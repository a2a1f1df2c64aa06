use async_trait::async_trait;
use axum::http::{HeaderName, HeaderValue};
use serde::Deserialize;

use crate::core::error::{GatewayError, GatewayResult};
use crate::core::types::{IncomingRequest, RequestContext};
use crate::middleware::pipeline::{Middleware, Next, Outcome};
use crate::middleware::spec::{lenient, MiddlewareArgs};

#[derive(Debug, Clone, Deserialize)]
#[serde(default)]
pub struct RequestIdConfig {
    #[serde(deserialize_with = "lenient::string")]
    pub header: String,
}

impl Default for RequestIdConfig {
    fn default() -> Self {
        Self {
            header: "x-request-id".to_string(),
        }
    }
}

/// Ensures the request carries an ID and echoes it on the response.
///
/// A client-supplied ID is kept; otherwise the dispatcher's request ID is used.
#[derive(Debug)]
pub struct RequestIdMiddleware {
    header: HeaderName,
}

impl RequestIdMiddleware {
    pub fn new(config: RequestIdConfig) -> GatewayResult<Self> {
        let header = HeaderName::from_bytes(config.header.trim().as_bytes()).map_err(|e| {
            GatewayError::config(format!(
                "Invalid request id header '{}': {}",
                config.header, e
            ))
        })?;
        Ok(Self { header })
    }

    /// Build from `request_id[:header]`
    pub fn from_args(args: &MiddlewareArgs) -> GatewayResult<Self> {
        Self::new(args.into_config(&["header"])?)
    }
}

#[async_trait]
impl Middleware for RequestIdMiddleware {
    fn name(&self) -> &str {
        "request_id"
    }

    fn priority(&self) -> i32 {
        -90
    }

    async fn process(
        &self,
        mut request: IncomingRequest,
        context: &RequestContext,
        next: Next<'_>,
    ) -> GatewayResult<Outcome> {
        let id = match request.headers.get(&self.header) {
            Some(existing) => existing.clone(),
            None => {
                let generated = HeaderValue::from_str(&context.request_id)
                    .or_else(|_| HeaderValue::from_str(&request.id))
                    .unwrap_or_else(|_| HeaderValue::from_static("unknown"));
                request.headers.insert(self.header.clone(), generated.clone());
                generated
            }
        };

        let outcome = next.run(request, context).await?;
        Ok(outcome.map_response(|mut response| {
            response.headers.insert(self.header.clone(), id);
            response
        }))
    }
}

#[cfg(test)]
mod tests {
    use super::*;
    use crate::middleware::pipeline::test_support::*;
    use axum::http::{Method, StatusCode};
    use std::sync::Arc;

    #[tokio::test]
    async fn test_generates_and_echoes_id() {
        let middleware = Arc::new(RequestIdMiddleware::new(RequestIdConfig::default()).unwrap());
        let endpoint = ScriptedEndpoint::always(StatusCode::OK);
        let outcome = run_one(middleware, request(Method::GET, "http://b/"), &context(), &endpoint)
            .await
            .unwrap();

        assert_eq!(endpoint.last_request().unwrap().header("x-request-id"), Some("test"));
        assert_eq!(outcome.response().unwrap().header("x-request-id"), Some("test"));
    }

    #[tokio::test]
    async fn test_keeps_client_id() {
        let args = crate::middleware::spec::normalize(&serde_json::json!("request_id:X-Correlation-ID")).unwrap();
        let middleware = Arc::new(RequestIdMiddleware::from_args(&args).unwrap());
        let endpoint = ScriptedEndpoint::always(StatusCode::OK);
        let mut req = request(Method::GET, "http://b/");
        req.headers.insert("x-correlation-id", "abc-123".parse().unwrap());

        let outcome = run_one(middleware, req, &context(), &endpoint).await.unwrap();
        assert_eq!(outcome.response().unwrap().header("x-correlation-id"), Some("abc-123"));
    }
}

Task goal: Write out, unaltered, the lines from the opening of the listing through the line that includes "pub fn new(config: RequestIdConfig)".

Output of the exercise:
repository a2a1f1df2c64aa06
use async_trait::async_trait;
use axum::http::{HeaderName, HeaderValue};
use serde::Deserialize;

use crate::core::error::{GatewayError, GatewayResult};
use crate::core::types::{IncomingRequest, RequestContext};
use crate::middleware::pipeline::{Middleware, Next, Outcome};
use crate::middleware::spec::{lenient, MiddlewareArgs};

#[derive(Debug, Clone, Deserialize)]
#[serde(default)]
pub struct RequestIdConfig {
    #[serde(deserialize_with = "lenient::string")]
    pub header: String,
}

impl Default for RequestIdConfig {
    fn default() -> Self {
        Self {
            header: "x-request-id".to_string(),
        }
    }
}

/// Ensures the request carries an ID and echoes it on the response.
///
/// A client-supplied ID is kept; otherwise the dispatcher's request ID is used.
#[derive(Debug)]
pub struct RequestIdMiddleware {
    header: HeaderName,
}

impl RequestIdMiddleware {
    pub fn new(config: RequestIdConfig) -> GatewayResult<Self> {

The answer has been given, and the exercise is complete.